Saved entries:
Segment Open
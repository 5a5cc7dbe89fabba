use std::path::Path;
use std::time::Duration;

use lazy_static::lazy_static;
use serde::{Deserialize, Serialize};

lazy_static! {
    /// Keys that make up a distinct search and therefore live in the location
    pub static ref DEFAULT_QUERY_KEYS: Vec<String> = [
        "q",
        "sort",
        "extent",
        "filter{resource_type.in}",
        "filter{category.identifier.in}",
        "filter{keywords.slug.in}",
        "filter{regions.name.in}",
        "filter{owner.username.in}",
        "filter{group.name.in}",
    ]
    .iter()
    .map(|e| e.to_string())
    .collect();
}

const DEFAULT_PAGE_SIZE: u32 = 24;
const DEFAULT_SUGGESTION_DEBOUNCE_MS: u64 = 300;

#[derive(Clone, Debug, Eq, PartialEq, Serialize, Deserialize)]
#[serde(default)]
pub struct Endpoints {
    pub resources: String,
    pub autocomplete: String,
}

impl Default for Endpoints {
    fn default() -> Self {
        Self {
            resources: "/api/v2/resources".to_string(),
            autocomplete: "/base/autocomplete_response/".to_string(),
        }
    }
}

#[derive(Clone, Debug, Eq, PartialEq, Serialize, Deserialize)]
#[serde(default)]
pub struct SearchConfig {
    pub base_url: String,
    pub page_size: u32,
    pub query_keys: Vec<String>,
    pub suggestion_debounce_ms: u64,
    pub endpoints: Endpoints,
}

impl Default for SearchConfig {
    fn default() -> Self {
        Self {
            base_url: "http://localhost:8000".to_string(),
            page_size: DEFAULT_PAGE_SIZE,
            query_keys: DEFAULT_QUERY_KEYS.clone(),
            suggestion_debounce_ms: DEFAULT_SUGGESTION_DEBOUNCE_MS,
            endpoints: Endpoints::default(),
        }
    }
}

impl SearchConfig {
    /// Read a JSON config. A missing file is not an error.
    pub fn read(path: &Path) -> Result<Option<Self>, String> {
        if !path.exists() {
            return Ok(None);
        }
        let data = std::fs::read(path)
            .map_err(|e| format!("Could not read {}: {e:?}", path.display()))?;
        let config: SearchConfig = serde_json::from_slice(&data)
            .map_err(|e| format!("Could not parse {}: {e:?}", path.display()))?;
        config.validated().map(Some)
    }

    /// A zero page size would make every page count meaningless
    fn validated(mut self) -> Result<Self, String> {
        if self.page_size == 0 {
            return Err("page_size must be at least 1".to_string());
        }
        self.query_keys.dedup();
        Ok(self)
    }

    pub fn suggestion_debounce(&self) -> Duration {
        Duration::from_millis(self.suggestion_debounce_ms)
    }
}

#[cfg(test)]
mod tests {
    use super::*;

    fn write_config(contents: &str) -> std::path::PathBuf {
        let path = std::env::temp_dir().join(format!(
            "gnsearch-config-{}-{}.json",
            std::process::id(),
            contents.len()
        ));
        std::fs::write(&path, contents).unwrap();
        path
    }

    #[test]
    fn missing_file_is_none() {
        let path = Path::new("/definitely/not/here.json");
        assert_eq!(SearchConfig::read(path), Ok(None));
    }

    #[test]
    fn partial_config_uses_defaults() {
        let path = write_config(r#"{"base_url": "https://demo.geonode.org", "page_size": 10}"#);
        let config = SearchConfig::read(&path).unwrap().unwrap();
        assert_eq!(config.base_url, "https://demo.geonode.org");
        assert_eq!(config.page_size, 10);
        assert_eq!(config.query_keys, *DEFAULT_QUERY_KEYS);
        assert_eq!(config.suggestion_debounce(), Duration::from_millis(300));
        let _ = std::fs::remove_file(path);
    }

    #[test]
    fn zero_page_size_is_rejected() {
        let path = write_config(r#"{"page_size": 0}"#);
        assert!(SearchConfig::read(&path).is_err());
        let _ = std::fs::remove_file(path);
    }
}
Segment Closed
An exact retyping of every line in the records is needed.

repository 5a5cc7dbe89fabba
use std::path::Path;
use std::time::Duration;

use lazy_static::lazy_static;
use serde::{Deserialize, Serialize};

lazy_static! {
    /// Keys that make up a distinct search and therefore live in the location
    pub static ref DEFAULT_QUERY_KEYS: Vec<String> = [
        "q",
        "sort",
        "extent",
        "filter{resource_type.in}",
        "filter{category.identifier.in}",
        "filter{keywords.slug.in}",
        "filter{regions.name.in}",
        "filter{owner.username.in}",
        "filter{group.name.in}",
    ]
    .iter()
    .map(|e| e.to_string())
    .collect();
}

const DEFAULT_PAGE_SIZE: u32 = 24;
const DEFAULT_SUGGESTION_DEBOUNCE_MS: u64 = 300;

#[derive(Clone, Debug, Eq, PartialEq, Serialize, Deserialize)]
#[serde(default)]
pub struct Endpoints {
    pub resources: String,
    pub autocomplete: String,
}

impl Default for Endpoints {
    fn default() -> Self {
        Self {
            resources: "/api/v2/resources".to_string(),
            autocomplete: "/base/autocomplete_response/".to_string(),
        }
    }
}

#[derive(Clone, Debug, Eq, PartialEq, Serialize, Deserialize)]
#[serde(default)]
pub struct SearchConfig {
    pub base_url: String,
    pub page_size: u32,
    pub query_keys: Vec<String>,
    pub suggestion_debounce_ms: u64,
    pub endpoints: Endpoints,
}

impl Default for SearchConfig {
    fn default() -> Self {
        Self {
            base_url: "http://localhost:8000".to_string(),
            page_size: DEFAULT_PAGE_SIZE,
            query_keys: DEFAULT_QUERY_KEYS.clone(),
            suggestion_debounce_ms: DEFAULT_SUGGESTION_DEBOUNCE_MS,
            endpoints: Endpoints::default(),
        }
    }
}

impl SearchConfig {
    /// Read a JSON config. A missing file is not an error.
    pub fn read(path: &Path) -> Result<Option<Self>, String> {
        if !path.exists() {
            return Ok(None);
        }
        let data = std::fs::read(path)
            .map_err(|e| format!("Could not read {}: {e:?}", path.display()))?;
        let config: SearchConfig = serde_json::from_slice(&data)
            .map_err(|e| format!("Could not parse {}: {e:?}", path.display()))?;
        config.validated().map(Some)
    }

    /// A zero page size would make every page count meaningless
    fn validated(mut self) -> Result<Self, String> {
        if self.page_size == 0 {
            return Err("page_size must be at least 1".to_string());
        }
        self.query_keys.dedup();
        Ok(self)
    }

    pub fn suggestion_debounce(&self) -> Duration {
        Duration::from_millis(self.suggestion_debounce_ms)
    }
}

#[cfg(test)]
mod tests {
    use super::*;

    fn write_config(contents: &str) -> std::path::PathBuf {
        let path = std::env::temp_dir().join(format!(
            "gnsearch-config-{}-{}.json",
            std::process::id(),
            contents.len()
        ));
        std::fs::write(&path, contents).unwrap();
        path
    }

    #[test]
    fn missing_file_is_none() {
        let path = Path::new("/definitely/not/here.json");
        assert_eq!(SearchConfig::read(path), Ok(None));
    }

    #[test]
    fn partial_config_uses_defaults() {
        let path = write_config(r#"{"base_url": "https://demo.geonode.org", "page_size": 10}"#);
        let config = SearchConfig::read(&path).unwrap().unwrap();
        assert_eq!(config.base_url, "https://demo.geonode.org");
        assert_eq!(config.page_size, 10);
        assert_eq!(config.query_keys, *DEFAULT_QUERY_KEYS);
        assert_eq!(config.suggestion_debounce(), Duration::from_millis(300));
        let _ = std::fs::remove_file(path);
    }

    #[test]
    fn zero_page_size_is_rejected() {
        let path = write_config(r#"{"page_size": 0}"#);
        assert!(SearchConfig::read(&path).is_err());
        let _ = std::fs::remove_file(path);
    }
}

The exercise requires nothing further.